Ayurveda is an ancient, holistic health system traditional to India. It teaches that good health is rooted in balance: including the balance within the body, of the five elements:
- Akasha - Ether, or Space
- Vayu - Air, or Wind
- Agni - Fire
- Jal - Water
- Prithvi - Earth
At DYLN Inspired, we spend a lot of time thinking about the wonders of water. So what does the water element in Ayurveda bring to the balance of your physical and mental health—and how can you use yoga to connect with this free-flowing power?
The Water Element
In Ayurveda, water flows and moves to carry energy where it’s needed. It’s a cohesive element; it moistens, soothes, reduces inflammation and softens ailments. It promotes connection and balances the destructive nature of the wind and fire elements.

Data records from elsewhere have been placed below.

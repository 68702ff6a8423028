use std::future::Future;

use tokio::task::JoinHandle;
use tracing::warn;

use crate::error::SupportResult;

/// Spawn a side effect the caller does not wait for. Failures are logged,
/// never propagated.
pub fn spawn_detached<F>(label: &'static str, fut: F) -> JoinHandle<()>
where
    F: Future<Output = SupportResult<()>> + Send + 'static,
{
    tokio::spawn(async move {
        if let Err(e) = fut.await {
            warn!(task = label, "detached task failed: {}", e);
        }
    })
}

#[cfg(test)]
mod tests {
    use super::*;
    use crate::error::SupportError;

    #[tokio::test]
    async fn failures_are_swallowed() {
        let handle = spawn_detached("test", async { Err(SupportError::upstream("smtp down")) });
        assert!(handle.await.is_ok());
    }
}
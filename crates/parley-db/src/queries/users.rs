use anyhow::Result;
use rusqlite::{Connection, params};

use parley_types::models::UserRole;

use crate::models::UserRow;
use crate::queries::{OptionalExt, enum_col};
use crate::{Database, format_ts};

impl Database {
    pub fn create_user(
        &self,
        id: &str,
        username: &str,
        email: Option<&str>,
        password_hash: &str,
        role: UserRole,
    ) -> Result<()> {
        self.with_conn_mut(|conn| {
            conn.execute(
                "INSERT INTO users (id, username, email, password, role, created_at)
                 VALUES (?1, ?2, ?3, ?4, ?5, ?6)",
                params![id, username, email, password_hash, role.as_str(), format_ts(&crate::now())],
            )?;
            Ok(())
        })
    }

    pub fn get_user_by_username(&self, username: &str) -> Result<Option<UserRow>> {
        self.with_conn(|conn| query_user(conn, "username", username))
    }

    pub fn get_user_by_id(&self, id: &str) -> Result<Option<UserRow>> {
        self.with_conn(|conn| query_user(conn, "id", id))
    }
}

fn query_user(conn: &Connection, column: &str, value: &str) -> Result<Option<UserRow>> {
    let mut stmt = conn.prepare(&format!(
        "SELECT id, username, email, password, role, created_at FROM users WHERE {column} = ?1"
    ))?;

    stmt.query_row([value], |row| {
        Ok(UserRow {
            id: row.get(0)?,
            username: row.get(1)?,
            email: row.get(2)?,
            password: row.get(3)?,
            role: enum_col(row, 4)?,
            created_at: row.get(5)?,
        })
    })
    .optional()
}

Emotionally, when our water element is healthy and in balance with the other elements, it allows us to feel connected with ourselves, with other people, and with our environment. It brings a sense of calm to our lives; we feel able to express ourselves without stress, and criticism can easily wash over us.
Physically, this element is said to be connected with the hips. When the water in the body is off balance, the hips might feel tight or uncomfortable, and eventually become weak.
Balancing Jal With Yoga
It goes without saying that drinking clean, fresh water is vital for keeping this element topped up and allowing it to carry energy easily through the body. You know that lovely, fresh, energized feeling you get from a much-needed drink of water? From an Ayurvedic perspective, that’s Jal at work.

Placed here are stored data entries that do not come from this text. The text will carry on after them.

mod common;

use parley_support::leads::read_csv;
use parley_support::{AuthContext, SupportError};
use parley_types::api::CreateLeadRequest;

use common::{ScriptedModel, admin, eventually, harness, user};

fn lead_request(name: &str, email: &str) -> CreateLeadRequest {
    CreateLeadRequest {
        name: name.into(),
        email: email.into(),
        company: Some("Quotes \"R\" Us, Ltd".into()),
        phone: None,
        message: Some("Line one\nLine two".into()),
        source: None,
    }
}

#[tokio::test]
async fn capture_and_export() {
    let h = harness(ScriptedModel::failing());
    let anon = AuthContext::Anonymous;

    let lead = h
        .leads
        .capture(&anon, "peer", lead_request("Grace", " Grace@Example.com "))
        .await
        .unwrap();
    assert_eq!(lead.email, "grace@example.com");
    assert_eq!(lead.source, "website");

    assert!(matches!(
        h.leads.capture(&anon, "peer", lead_request("", "x@example.com")).await,
        Err(SupportError::InvalidInput(_))
    ));
    assert!(matches!(
        h.leads.capture(&anon, "peer", lead_request("Bad", "not-an-email")).await,
        Err(SupportError::InvalidInput(_))
    ));

    assert!(matches!(h.leads.export_csv(&user("u-1")).await, Err(SupportError::Forbidden)));

    let csv = h.leads.export_csv(&admin()).await.unwrap();
    let rows = read_csv(&csv).unwrap();
    assert_eq!(rows.len(), 1);
    assert_eq!(rows[0].company, "Quotes \"R\" Us, Ltd");
    assert_eq!(rows[0].message, "Line one\nLine two");
}

#[tokio::test]
async fn enrichment_is_stored_limited_and_audited() {
    let h = harness(ScriptedModel::answering("Regional logistics firm, ~200 staff."));
    let lead = h
        .leads
        .capture(&AuthContext::Anonymous, "peer", lead_request("Linus", "linus@example.com"))
        .await
        .unwrap();

    let enriched = h.leads.enrich(&admin(), &lead.id).await.unwrap();
    assert_eq!(
        enriched.enrichment.as_deref(),
        Some("Regional logistics firm, ~200 staff.")
    );
    assert_eq!(
        h.db.get_lead(&lead.id).unwrap().unwrap().enrichment,
        enriched.enrichment
    );

    for _ in 0..4 {
        h.leads.enrich(&admin(), &lead.id).await.unwrap();
    }
    assert!(matches!(
        h.leads.enrich(&admin(), &lead.id).await,
        Err(SupportError::RateLimited { .. })
    ));
    assert_eq!(h.model.calls(), 5);

    let db = h.db.clone();
    eventually(move || db.count_ai_audit("lead:linus@example.com").unwrap() == 6).await;
}

#[tokio::test]
async fn enrichment_failure_surfaces_as_upstream() {
    let h = harness(ScriptedModel::failing());
    let lead = h
        .leads
        .capture(&AuthContext::Anonymous, "peer", lead_request("Ken", "ken@example.com"))
        .await
        .unwrap();

    assert!(matches!(
        h.leads.enrich(&admin(), &lead.id).await,
        Err(SupportError::Upstream(_))
    ));
    assert!(matches!(
        h.leads.enrich(&admin(), "missing").await,
        Err(SupportError::NotFound(_))
    ));
}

You can also use yoga postures to invite balance to the elements and connect with your flow. Try these two postures. All you need is some comfy clothes, a yoga mat, and a free ten minutes! Before you start, take five minutes to warm up with some sun salutations.
Eka-Pada Rajakapotasana: Pigeon Pose
As an unbalanced Jal element can cause tightness in the hips, this pose is perfect for getting deep into that area and releasing any blockages. Take your time with this one. It can feel very intense to start with, so move into it gradually. Breathe slowly. Start with five breaths on each side, and if that feels comfortable, build up to ten or fifteen breaths.
To enter the posture, start in downward facing dog and then bring your right knee to your right wrist, and come all the way down onto the ground.
Keep the right foot flexed so the knee can’t rotate too much. Your right heel is by your left hip point; and if this feels really comfortable, you can take support of your hands to move your body back until the right shin is parallel with the front of the mat (this makes the hip stretch more intense).
If you’re not yet able to do this comfortably, you can put a yoga block underneath the right side of the pelvis for support.
When you’re ready, walk the hands out in front of you until you feel a good stretch—but if you feel pain, back off and stay higher up on the hands. There’s no rush.
Mandukasana: Frog Pose
This is another strong hip stretch to get into the muscles and feel the release of tension from this area.
Start on all fours, and then bring your elbows down to the mat so that you’re on your forearms. Then, keeping the knees in line with the hips, start to take the knees out to the sides very slowly.
Again, take your time. Feel your way into the posture until you reach that sweet spot where you’re feeling a stretch. If it hurts, bring it in a little.
Take five to ten breaths here, and then gently shuffle the knees back together and drop into child’s pose to rest for a few breaths.
When you’re ready, sit up and take the time to drink some cool water slowly and mindfully. Imagine the water traveling right to the hips. Enjoy the energy that it brings to your body!